### [What you have to do]
All lines in the entries below that hold "area" make up the answer.

(Data Opens)

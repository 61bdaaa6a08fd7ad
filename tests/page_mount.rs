use std::fs;
use std::path::{Path, PathBuf};

use qbox_modals::modal::Modal;
use qbox_modals::parser;
use qbox_modals::report_answer::{ANSWER_ID_FIELD, TRIGGER_ATTR};
use qbox_modals::report_detail::{DETAIL_ATTR, LOAD_FAILED};
use qbox_modals::state::{AppState, Dialog, ItemKind};

fn sample_state() -> AppState {
    let page = parser::load_page(Path::new("fixtures/sample_page.yaml")).unwrap();
    AppState::new(&page, PathBuf::from("/nonexistent/outbox.yaml"))
}

#[test]
fn test_parse_sample_page() {
    let content = fs::read_to_string("fixtures/sample_page.yaml").expect("Cannot read fixture");
    let page = parser::parse_page(&content).unwrap();

    assert_eq!(page.title.as_deref(), Some("Reported answers"));
    assert_eq!(page.modals.len(), 2);
    assert_eq!(page.elements.len(), 8);
    assert_eq!(page.triggers(TRIGGER_ATTR).len(), 3);
    assert_eq!(page.triggers(DETAIL_ATTR).len(), 4);

    let form = page.modal("report-modal").unwrap().form.as_ref().unwrap();
    assert_eq!(form.action, "/report");
    assert!(form.fields.contains_key(ANSWER_ID_FIELD));
}

#[test]
fn test_load_missing_page_fails() {
    let err = parser::load_page(Path::new("fixtures/does_not_exist.yaml")).unwrap_err();
    assert!(err.to_string().contains("does_not_exist.yaml"));
}

#[test]
fn test_parse_malformed_page_fails() {
    assert!(parser::parse_page("elements: [label: {").is_err());
}

#[test]
fn test_mount_binds_both_controllers() {
    let state = sample_state();
    assert!(state.answer_modal.is_some());
    assert!(state.detail_modal.is_some());
    assert!(!state.has_dialog());

    let kinds: Vec<ItemKind> = state.items.iter().map(|i| i.kind).collect();
    assert_eq!(
        kinds,
        vec![
            ItemKind::ReportAnswer(0),
            ItemKind::ReportAnswer(1),
            ItemKind::ReportAnswer(2),
            ItemKind::ReportDetail(0),
            ItemKind::ReportDetail(1),
            ItemKind::ReportDetail(2),
            ItemKind::ReportDetail(3),
            ItemKind::Plain,
        ]
    );
}

#[test]
fn test_page_without_modals_is_inert() {
    let page = parser::load_page(Path::new("fixtures/no_modals.yaml")).unwrap();
    let mut state = AppState::new(&page, PathBuf::from("/nonexistent/outbox.yaml"));

    assert!(state.answer_modal.is_none());
    assert!(state.detail_modal.is_none());
    assert!(state.items.iter().all(|i| i.kind == ItemKind::Plain));

    state.activate_current();
    state.select(1);
    state.activate_current();
    assert!(!state.has_dialog());
}

#[test]
fn test_activate_report_trigger() {
    let mut state = sample_state();
    state.activate_current();
    assert_eq!(state.top_dialog(), Some(Dialog::ReportAnswer));

    let modal = state.answer_modal.as_ref().unwrap();
    assert_eq!(modal.form().value(ANSWER_ID_FIELD), Some("42"));
    assert_eq!(modal.form().action(), "/reports/submit");

    state.close_top_dialog();
    assert!(!state.has_dialog());
    assert_eq!(
        state.answer_modal.as_ref().unwrap().form().value(ANSWER_ID_FIELD),
        Some("")
    );
}

#[test]
fn test_empty_identifier_opens_nothing() {
    let mut state = sample_state();
    state.select(2);
    state.activate_current();
    assert!(!state.has_dialog());
}

#[test]
fn test_activate_detail_triggers() {
    let mut state = sample_state();

    state.select(3);
    state.activate_current();
    assert_eq!(state.top_dialog(), Some(Dialog::ReportDetail));
    assert_eq!(
        state.detail_modal.as_ref().unwrap().lines(),
        [
            "spam (2024-01-01)".to_string(),
            "No reason provided. (2024-02-03)".to_string()
        ]
    );
    state.close_top_dialog();

    state.select(4);
    state.activate_current();
    assert_eq!(
        state.detail_modal.as_ref().unwrap().lines(),
        [LOAD_FAILED.to_string()]
    );
    state.close_top_dialog();

    state.select(5);
    state.activate_current();
    assert_eq!(state.top_dialog(), Some(Dialog::ReportDetail));
    assert!(state.detail_modal.as_ref().unwrap().lines().is_empty());
    state.close_top_dialog();

    // Empty payload attribute is a no-op.
    state.select(6);
    state.activate_current();
    assert!(!state.has_dialog());
}

#[test]
fn test_help_sits_above_modals() {
    let mut state = sample_state();
    state.activate_current();
    state.show_help = true;
    assert_eq!(state.top_dialog(), Some(Dialog::Help));

    state.close_top_dialog();
    assert_eq!(state.top_dialog(), Some(Dialog::ReportAnswer));
    assert!(state.answer_modal.as_ref().unwrap().is_open());
}

#[test]
fn test_cursor_bounds() {
    let mut state = sample_state();
    state.select_prev();
    assert_eq!(state.cursor, 0);
    for _ in 0..20 {
        state.select_next();
    }
    assert_eq!(state.cursor, state.items.len() - 1);
    state.select(100);
    assert_eq!(state.cursor, state.items.len() - 1);
}

#[test]
fn test_listing() {
    let page = parser::load_page(Path::new("fixtures/sample_page.yaml")).unwrap();
    let listing = page.listing();

    assert!(listing[0].starts_with("[report]"));
    assert!(listing[0].contains("answer 42 -> /reports/submit"));
    assert!(listing[1].contains("answer 43 -> /report"));
    assert!(listing.contains(&"    spam (2024-01-01)".to_string()));
    assert!(listing.contains(&format!("    {}", LOAD_FAILED)));
}
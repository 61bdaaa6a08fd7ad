use std::path::PathBuf;

use thiserror::Error;

pub type Result<T> = std::result::Result<T, Error>;

#[derive(Debug, Error)]
pub enum Error {
    #[error("Cannot read page {}: {source}", .path.display())]
    PageRead {
        path: PathBuf,
        source: std::io::Error,
    },

    #[error("Malformed page: {0}")]
    PageParse(#[source] serde_yaml::Error),

    /// Only seen inside the detail modal, which swaps it for a fallback line.
    #[error("Malformed report payload: {0}")]
    Payload(#[from] serde_json::Error),

    #[error("Report target identifier is empty")]
    EmptyTarget,

    #[error("Outbox {}: {message}", .path.display())]
    Outbox { path: PathBuf, message: String },

    #[error("Terminal error: {0}")]
    Terminal(#[from] std::io::Error),
}

impl Error {
    pub fn outbox<S: Into<String>>(path: impl Into<PathBuf>, message: S) -> Self {
        Self::Outbox {
            path: path.into(),
            message: message.into(),
        }
    }
}
use std::fs;
use std::path::{Path, PathBuf};

use chrono::Local;
use directories::ProjectDirs;
use tracing::info;

use crate::error::{Error, Result};
use crate::model::{FormSubmission, OutboxEntry};

pub fn data_dir() -> PathBuf {
    ProjectDirs::from("", "", "qbox-modals")
        .map(|dirs| dirs.data_local_dir().to_path_buf())
        .unwrap_or_else(|| PathBuf::from("."))
}

pub fn default_outbox_path() -> PathBuf {
    data_dir().join("outbox.yaml")
}

pub fn load_outbox(path: &Path) -> Result<Vec<OutboxEntry>> {
    if !path.exists() {
        return Ok(Vec::new());
    }
    let content = fs::read_to_string(path)
        .map_err(|e| Error::outbox(path, format!("cannot read: {}", e)))?;
    if content.trim().is_empty() {
        return Ok(Vec::new());
    }
    serde_yaml::from_str(&content)
        .map_err(|e| Error::outbox(path, format!("corrupt ({}), use --clear-outbox to reset", e)))
}

/// Stamps `submission` with the current time and appends it to the outbox.
pub fn append_submission(path: &Path, submission: FormSubmission) -> Result<OutboxEntry> {
    let mut entries = load_outbox(path)?;
    let entry = OutboxEntry {
        submitted_at: Local::now().to_rfc3339(),
        submission,
    };
    entries.push(entry.clone());

    if let Some(parent) = path.parent().filter(|p| !p.as_os_str().is_empty()) {
        fs::create_dir_all(parent)
            .map_err(|e| Error::outbox(path, format!("cannot create directory: {}", e)))?;
    }
    let yaml = serde_yaml::to_string(&entries)
        .map_err(|e| Error::outbox(path, format!("cannot serialize: {}", e)))?;
    atomic_write(path, &yaml)?;

    info!(
        action = %entry.submission.action,
        queued = entries.len(),
        "report submission queued"
    );
    Ok(entry)
}

pub fn clear_outbox(path: &Path) -> Result<()> {
    if path.exists() {
        fs::remove_file(path).map_err(|e| Error::outbox(path, format!("cannot clear: {}", e)))?;
    }
    Ok(())
}

fn atomic_write(path: &Path, content: &str) -> Result<()> {
    let tmp = path.with_extension("tmp");
    fs::write(&tmp, content)
        .map_err(|e| Error::outbox(path, format!("cannot write {}: {}", tmp.display(), e)))?;
    fs::rename(&tmp, path).map_err(|e| Error::outbox(path, format!("cannot rename: {}", e)))?;
    Ok(())
}
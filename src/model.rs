use std::collections::BTreeMap;

use serde::{Deserialize, Serialize};

/// A moderation page as declared in its YAML description.
#[derive(Debug, Clone, Serialize, Deserialize)]
pub struct Page {
    #[serde(default)]
    pub title: Option<String>,
    #[serde(default)]
    pub modals: Vec<ModalSpec>,
    #[serde(default)]
    pub elements: Vec<Element>,
}

#[derive(Debug, Clone, Serialize, Deserialize)]
pub struct ModalSpec {
    pub id: String,
    #[serde(default)]
    pub close_control: bool,
    #[serde(default)]
    pub form: Option<FormSpec>,
}

#[derive(Debug, Clone, Serialize, Deserialize)]
pub struct FormSpec {
    #[serde(default)]
    pub action: String,
    /// Field names mapped to their default values.
    #[serde(default)]
    pub fields: BTreeMap<String, String>,
}

/// A clickable element of the page. Anything it needs to open a modal
/// travels in `attrs`.
#[derive(Debug, Clone, Serialize, Deserialize)]
pub struct Element {
    pub label: String,
    #[serde(default)]
    pub attrs: BTreeMap<String, String>,
}

impl Element {
    pub fn attr(&self, name: &str) -> Option<&str> {
        self.attrs.get(name).map(|s| s.as_str())
    }

    pub fn has_attr(&self, name: &str) -> bool {
        self.attrs.contains_key(name)
    }
}

/// A form submission handed to the form's action, as a browser would post it.
#[derive(Debug, Clone, PartialEq, Serialize, Deserialize)]
pub struct FormSubmission {
    pub action: String,
    pub fields: BTreeMap<String, String>,
}

/// An outbox record: a submission stamped with the moment it was sent.
#[derive(Debug, Clone, PartialEq, Serialize, Deserialize)]
pub struct OutboxEntry {
    pub submitted_at: String,
    #[serde(flatten)]
    pub submission: FormSubmission,
}
use qbox_modals::modal::{ClickTarget, Modal, ModalRoot};
use qbox_modals::model::Element;
use qbox_modals::report_detail::{
    parse_payload, render_lines, ReportDetailModal, ReportEntry, DETAIL_ATTR, LOAD_FAILED,
};

fn detail_trigger(payload: Option<&str>) -> Element {
    let mut el = Element {
        label: "flagged".to_string(),
        attrs: Default::default(),
    };
    if let Some(p) = payload {
        el.attrs.insert(DETAIL_ATTR.to_string(), p.to_string());
    }
    el
}

fn modal_with(triggers: Vec<Element>) -> ReportDetailModal {
    ReportDetailModal::setup(Some(ModalRoot::new("report-detail-modal", true)), triggers)
        .expect("modal should bind")
}

#[test]
fn test_entry_with_both_fields() {
    let entry = ReportEntry {
        reason: Some("spam".to_string()),
        created_at: Some("2024-01-01".to_string()),
    };
    assert_eq!(entry.render(), "spam (2024-01-01)");
}

#[test]
fn test_entry_fallbacks() {
    let no_reason = ReportEntry {
        reason: None,
        created_at: Some("2024-01-01".to_string()),
    };
    assert!(no_reason.render().starts_with("No reason provided. ("));

    let no_time = ReportEntry {
        reason: Some("rude".to_string()),
        created_at: None,
    };
    assert!(no_time.render().ends_with("(unknown)"));

    let empty = ReportEntry {
        reason: Some(String::new()),
        created_at: Some(String::new()),
    };
    assert_eq!(empty.render(), "No reason provided. (unknown)");
}

#[test]
fn test_render_lines_keeps_input_order() {
    let entries = parse_payload(
        r#"[{"reason":"b","created_at":"2"},{"reason":"a","created_at":"1"},{"extra":true}]"#,
    )
    .unwrap();
    let lines: Vec<String> = render_lines(&entries).collect();
    assert_eq!(lines, vec!["b (2)", "a (1)", "No reason provided. (unknown)"]);
}

#[test]
fn test_parse_rejects_other_shapes() {
    for payload in [
        "not json",
        "{\"reason\":\"spam\"}",
        "[1, 2]",
        "[{\"reason\": 5}]",
        "[{\"reason\":\"spam\"",
        "",
        "[[\"spam\",\"x\"]]",
        "[[]]",
    ] {
        assert!(parse_payload(payload).is_err(), "accepted {:?}", payload);
    }
}

#[test]
fn test_open_renders_single_entry() {
    let mut modal = modal_with(Vec::new());
    modal.open(r#"[{"reason":"spam","created_at":"2024-01-01"}]"#);
    assert!(modal.is_open());
    assert_eq!(modal.lines(), ["spam (2024-01-01)".to_string()]);
}

#[test]
fn test_open_malformed_payload_shows_placeholder() {
    let mut modal = modal_with(Vec::new());
    for payload in ["{oops", "42", "[null]"] {
        modal.open(payload);
        assert!(modal.is_open());
        assert_eq!(modal.lines(), [LOAD_FAILED.to_string()]);
    }
}

#[test]
fn test_open_empty_array_still_opens() {
    let mut modal = modal_with(Vec::new());
    modal.open("[]");
    assert!(modal.is_open());
    assert!(modal.lines().is_empty());
}

#[test]
fn test_reopen_clears_previous_list() {
    let mut modal = modal_with(Vec::new());
    modal.open(r#"[{"reason":"a"},{"reason":"b"}]"#);
    assert_eq!(modal.lines().len(), 2);
    modal.open(r#"[{"reason":"c"}]"#);
    assert_eq!(modal.lines(), ["c (unknown)".to_string()]);
}

#[test]
fn test_close_clears_list() {
    let mut modal = modal_with(Vec::new());
    modal.open(r#"[{"reason":"spam"}]"#);
    modal.close();
    assert!(!modal.is_open());
    assert!(modal.lines().is_empty());

    // Closing again is harmless.
    modal.close();
    assert!(!modal.is_open());
    assert!(modal.lines().is_empty());
}

#[test]
fn test_backdrop_and_content_clicks() {
    let mut modal = modal_with(Vec::new());
    modal.open(r#"[{"reason":"spam"}]"#);

    let outcome = modal.click(ClickTarget::Content);
    assert!(!outcome.default_prevented);
    assert!(modal.is_open());
    assert_eq!(modal.lines().len(), 1);

    modal.click(ClickTarget::Backdrop);
    assert!(!modal.is_open());
    assert!(modal.lines().is_empty());
}

#[test]
fn test_close_control() {
    let mut modal = modal_with(Vec::new());
    modal.open("[]");
    let outcome = modal.click(ClickTarget::CloseControl);
    assert!(outcome.default_prevented);
    assert!(!modal.is_open());
}

#[test]
fn test_missing_close_control_is_ignored() {
    let mut modal =
        ReportDetailModal::setup(Some(ModalRoot::new("report-detail-modal", false)), Vec::new())
            .unwrap();
    modal.open("[]");
    modal.click(ClickTarget::CloseControl);
    assert!(modal.is_open());
}

#[test]
fn test_trigger_activation() {
    let mut modal = modal_with(vec![
        detail_trigger(Some(r#"[{"reason":"spam","created_at":"2024-01-01"}]"#)),
        detail_trigger(None),
        detail_trigger(Some("")),
    ]);

    let outcome = modal.activate(1);
    assert!(outcome.default_prevented);
    assert!(!modal.is_open());

    modal.activate(2);
    assert!(!modal.is_open());

    let outcome = modal.activate(0);
    assert!(outcome.default_prevented);
    assert!(modal.is_open());
    assert_eq!(modal.lines(), ["spam (2024-01-01)".to_string()]);

    // Unbound index does nothing.
    assert!(!modal.activate(9).default_prevented);
}

#[test]
fn test_setup_without_root_disables_controller() {
    assert!(ReportDetailModal::setup(None, vec![detail_trigger(Some("[]"))]).is_none());
}

#[test]
fn test_open_positional_entries_shows_placeholder() {
    let mut modal = modal_with(Vec::new());
    modal.open(r#"[["spam","2024-01-01"]]"#);
    assert!(modal.is_open());
    assert_eq!(modal.lines(), [LOAD_FAILED.to_string()]);
}
pub mod dialog;
pub mod item_list;
pub mod keybar;
pub mod layout;
pub mod statusbar;
pub mod titlebar;

use ratatui::Frame;

use crate::state::AppState;

pub fn draw(f: &mut Frame, state: &AppState) {
    let area = f.area();
    let layout = layout::compute_layout(area);

    titlebar::draw_titlebar(f, layout.titlebar, state);
    item_list::draw_item_list(f, layout.list, state);
    statusbar::draw_statusbar(f, layout.statusbar, state);
    keybar::draw_keybar(f, layout.keybar, state);

    // Draw dialog overlay if any
    if state.has_dialog() {
        dialog::draw_dialog(f, area, state);
    }
}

(Data Closes)

### [Result of this task]
    let area = f.area();
    let layout = layout::compute_layout(area);
        dialog::draw_dialog(f, area, state);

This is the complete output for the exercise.